Customize Nancy Brain's behavior through configuration files and environment variables.

Configuration Files

Nancy Brain uses YAML configuration files to define repositories, search weights, and processing options.

Repository Configuration (`config/repositories.yml`)

Define which GitHub repositories to index:

# Group repositories by category
ml_frameworks:
  - name: "scikit-learn"
    url: "https://github.com/scikit-learn/scikit-learn"
    description: "Machine learning library for Python"
    is_notebook: false

  - name: "pytorch"  
    url: "https://github.com/pytorch/pytorch"
    description: "Deep learning framework"
    is_notebook: false

documentation:
  - name: "python-docs"
    url: "https://github.com/python/cpython"
    description: "Python source and documentation" 
    is_notebook: false

jupyter_examples:
  - name: "data-science-notebooks"
    url: "https://github.com/your-org/notebooks"
    description: "Data science tutorial notebooks"
    is_notebook: true  # Special handling for notebooks

Fields: - name: Unique identifier within the category - url: Git repository URL (HTTPS or SSH) - description: Human-readable description - is_notebook: Set to true for notebook-heavy repositories

Categories become path prefixes in search results (e.g., ml_frameworks/scikit-learn/...).

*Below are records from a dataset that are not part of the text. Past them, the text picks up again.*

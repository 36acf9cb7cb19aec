//! Environment configuration and startup seeding
//!
//! All settings come from `KOKEILU_*` environment variables. Values that do
//! not parse are logged and replaced by their default rather than aborting
//! startup.

use crate::engine::cache::DEFAULT_CACHE_TTL;
use crate::engine::validation::validate_confidence;
use crate::engine::{ExperimentDefaults, ExperimentService, FlagService, ServiceError};
use crate::model::{CreateExperimentRequest, CreateFlagRequest};
use serde::Deserialize;
use std::path::{Path, PathBuf};
use std::str::FromStr;
use std::time::Duration;
use thiserror::Error;
use tracing::{info, warn};

pub const DEFAULT_HEALTH_PORT: u16 = 8080;

pub const ENV_CACHE_TTL_SECONDS: &str = "KOKEILU_CACHE_TTL_SECONDS";
pub const ENV_HEALTH_PORT: &str = "KOKEILU_HEALTH_PORT";
pub const ENV_MIN_SAMPLE_SIZE: &str = "KOKEILU_DEFAULT_MIN_SAMPLE_SIZE";
pub const ENV_CONFIDENCE_LEVEL: &str = "KOKEILU_DEFAULT_CONFIDENCE_LEVEL";
pub const ENV_SEED_FILE: &str = "KOKEILU_SEED_FILE";

#[derive(Debug, Clone, PartialEq)]
pub struct EngineConfig {
    pub cache_ttl_seconds: u64,
    pub health_port: u16,
    pub default_min_sample_size: u64,
    pub default_confidence_level: f64,
    pub seed_file: Option<PathBuf>,
}

impl Default for EngineConfig {
    fn default() -> Self {
        let defaults = ExperimentDefaults::default();
        Self {
            cache_ttl_seconds: DEFAULT_CACHE_TTL.as_secs(),
            health_port: DEFAULT_HEALTH_PORT,
            default_min_sample_size: defaults.min_sample_size,
            default_confidence_level: defaults.confidence_level,
            seed_file: None,
        }
    }
}

impl EngineConfig {
    /// Read configuration from the process environment
    ///
    /// Environment variables:
    /// - KOKEILU_CACHE_TTL_SECONDS: flag cache TTL (default: 30)
    /// - KOKEILU_HEALTH_PORT: health and metrics port (default: 8080)
    /// - KOKEILU_DEFAULT_MIN_SAMPLE_SIZE: per-variant minimum (default: 100)
    /// - KOKEILU_DEFAULT_CONFIDENCE_LEVEL: in (0, 1) (default: 0.95)
    /// - KOKEILU_SEED_FILE: JSON seed document (optional)
    pub fn from_env() -> Self {
        Self::from_lookup(|name| std::env::var(name).ok())
    }

    /// Build from an arbitrary variable lookup
    pub fn from_lookup(lookup: impl Fn(&str) -> Option<String>) -> Self {
        let defaults = Self::default();

        let mut default_confidence_level = parse_or(
            &lookup,
            ENV_CONFIDENCE_LEVEL,
            defaults.default_confidence_level,
        );
        if let Err(e) = validate_confidence(default_confidence_level) {
            warn!(
                variable = ENV_CONFIDENCE_LEVEL,
                error = %e,
                "Ignoring configured value, using default"
            );
            default_confidence_level = defaults.default_confidence_level;
        }

        Self {
            cache_ttl_seconds: parse_or(&lookup, ENV_CACHE_TTL_SECONDS, defaults.cache_ttl_seconds),
            health_port: parse_or(&lookup, ENV_HEALTH_PORT, defaults.health_port),
            default_min_sample_size: parse_or(
                &lookup,
                ENV_MIN_SAMPLE_SIZE,
                defaults.default_min_sample_size,
            ),
            default_confidence_level,
            seed_file: lookup(ENV_SEED_FILE)
                .map(|v| v.trim().to_string())
                .filter(|v| !v.is_empty())
                .map(PathBuf::from),
        }
    }

    pub fn cache_ttl(&self) -> Duration {
        Duration::from_secs(self.cache_ttl_seconds)
    }

    pub fn experiment_defaults(&self) -> ExperimentDefaults {
        ExperimentDefaults {
            min_sample_size: self.default_min_sample_size,
            confidence_level: self.default_confidence_level,
        }
    }
}

fn parse_or<T>(lookup: &impl Fn(&str) -> Option<String>, name: &str, default: T) -> T
where
    T: FromStr + Copy,
    T::Err: std::fmt::Display,
{
    let Some(raw) = lookup(name) else {
        return default;
    };
    match raw.trim().parse() {
        Ok(value) => value,
        Err(e) => {
            warn!(
                variable = name,
                value = %raw,
                error = %e,
                "Unparsable configuration value, using default"
            );
            default
        }
    }
}

/// Flags and experiments created at startup
///
/// ```json
/// {
///   "flags": [{ "key": "dark-mode", "enabled": true }],
///   "experiments": [{ "key": "checkout-copy", "start": true, "variants": [...] }]
/// }
/// ```
#[derive(Deserialize, Clone, Debug, Default)]
pub struct SeedDocument {
    #[serde(default)]
    pub flags: Vec<CreateFlagRequest>,

    #[serde(default)]
    pub experiments: Vec<SeedExperiment>,
}

#[derive(Deserialize, Clone, Debug)]
pub struct SeedExperiment {
    #[serde(flatten)]
    pub request: CreateExperimentRequest,

    /// Move the experiment to running right after creation
    #[serde(default)]
    pub start: bool,
}

#[derive(Debug, Error)]
pub enum SeedError {
    #[error("failed to read seed file {path}: {source}")]
    Read {
        path: PathBuf,
        source: std::io::Error,
    },

    #[error("failed to parse seed file {path}: {source}")]
    Parse {
        path: PathBuf,
        source: serde_json::Error,
    },

    #[error("failed to apply seed entry {key}: {source}")]
    Apply { key: String, source: ServiceError },
}

/// Counts of what a seed document created
#[derive(Debug, Clone, Copy, Default, PartialEq, Eq)]
pub struct SeedSummary {
    pub flags: usize,
    pub experiments: usize,
    pub started: usize,
}

pub async fn load_seed_file(path: &Path) -> Result<SeedDocument, SeedError> {
    let raw = tokio::fs::read_to_string(path)
        .await
        .map_err(|source| SeedError::Read {
            path: path.to_path_buf(),
            source,
        })?;
    serde_json::from_str(&raw).map_err(|source| SeedError::Parse {
        path: path.to_path_buf(),
        source,
    })
}

/// Create every seeded entry through the admin operations
///
/// Stops at the first entry that fails validation or collides with an
/// existing key.
pub async fn apply_seed(
    doc: SeedDocument,
    flags: &FlagService,
    experiments: &ExperimentService,
) -> Result<SeedSummary, SeedError> {
    let mut summary = SeedSummary::default();

    for req in doc.flags {
        let key = req.key.clone();
        flags
            .create_flag(req)
            .await
            .map_err(|source| SeedError::Apply { key, source })?;
        summary.flags += 1;
    }

    for seed in doc.experiments {
        let key = seed.request.key.clone();
        let created = experiments
            .create_experiment(seed.request)
            .await
            .map_err(|source| SeedError::Apply {
                key: key.clone(),
                source,
            })?;
        summary.experiments += 1;

        if seed.start {
            experiments
                .start_experiment(created.experiment.id)
                .await
                .map_err(|source| SeedError::Apply { key, source })?;
            summary.started += 1;
        }
    }

    info!(
        flags = summary.flags,
        experiments = summary.experiments,
        started = summary.started,
        "Seed applied"
    );
    Ok(summary)
}

#[cfg(test)]
#[path = "config_test.rs"]
mod tests;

Search Weights (`config/weights.yaml`)

Control which files get higher priority in search results:

# Base multipliers by file extension
extensions:
  .md: 1.5        # Boost markdown documentation
  .rst: 1.5       # Boost reStructuredText docs  
  .txt: 1.2       # Boost plain text files
  .py: 1.0        # Standard weight for Python code
  .js: 0.9        # Slightly lower for JavaScript
  .json: 0.7      # Lower weight for config files
  .log: 0.3       # Very low for log files

# Additional multipliers for path patterns
path_includes:
  "README": 2.0       # Heavily boost README files
  "tutorial": 1.8     # Boost tutorial content
  "example": 1.5      # Boost example code
  "guide": 1.5        # Boost guide documentation
  "docs/": 1.3        # Boost files in docs directories
  "test": 0.8         # Lower weight for test files
  "__pycache__": 0.1  # Very low for cache files

How it works: 1. Base weight starts at 1.0 2. Extension multiplier is applied 3. Each matching path pattern multiplier is applied 4. Final weight = base × extension × path₁ × path₂ × ...

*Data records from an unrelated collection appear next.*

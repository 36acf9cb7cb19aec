//! Flag evaluation and experiment assignment engine
//!
//! - `bucketing` / `segment`: pure decision helpers
//! - `cache`: TTL snapshot of active flags
//! - `evaluation` / `assignment`: the read paths, which degrade instead of failing
//! - `lifecycle` / `validation`: admin-side rules
//! - `analysis`: per-variant aggregation and the significance test
//! - `flags` / `experiments`: the façades a transport layer calls
//! - `store`: persistence seam and the in-memory implementation

pub mod analysis;
pub mod assignment;
pub mod bucketing;
pub mod cache;
pub mod clock;
pub mod error;
pub mod evaluation;
pub mod experiments;
pub mod flags;
pub mod lifecycle;
pub mod segment;
pub mod store;
pub mod validation;

#[cfg(test)]
pub mod fixtures;

pub use cache::{FlagCache, DEFAULT_CACHE_TTL};
pub use clock::{Clock, SystemClock};
pub use error::ServiceError;
pub use experiments::ExperimentService;
pub use flags::FlagService;
pub use lifecycle::{ExperimentDefaults, TransitionError};
pub use store::{ExperimentStore, FlagStore, MemoryStore, StoreError};
pub use validation::ValidationError;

PDF Articles (`config/articles.yml`)

Optionally include PDF research papers and documentation:

research_papers:
  - name: "attention_is_all_you_need"
    url: "https://arxiv.org/pdf/1706.03762.pdf"
    description: "Transformer architecture paper (Vaswani et al.)"

  - name: "bert_paper"
    url: "https://arxiv.org/pdf/1810.04805.pdf" 
    description: "BERT: Pre-training of Deep Bidirectional Transformers"

documentation:
  - name: "python_tutorial"
    url: "https://docs.python.org/3/tutorial/tutorial.pdf"
    description: "Official Python Tutorial (PDF)"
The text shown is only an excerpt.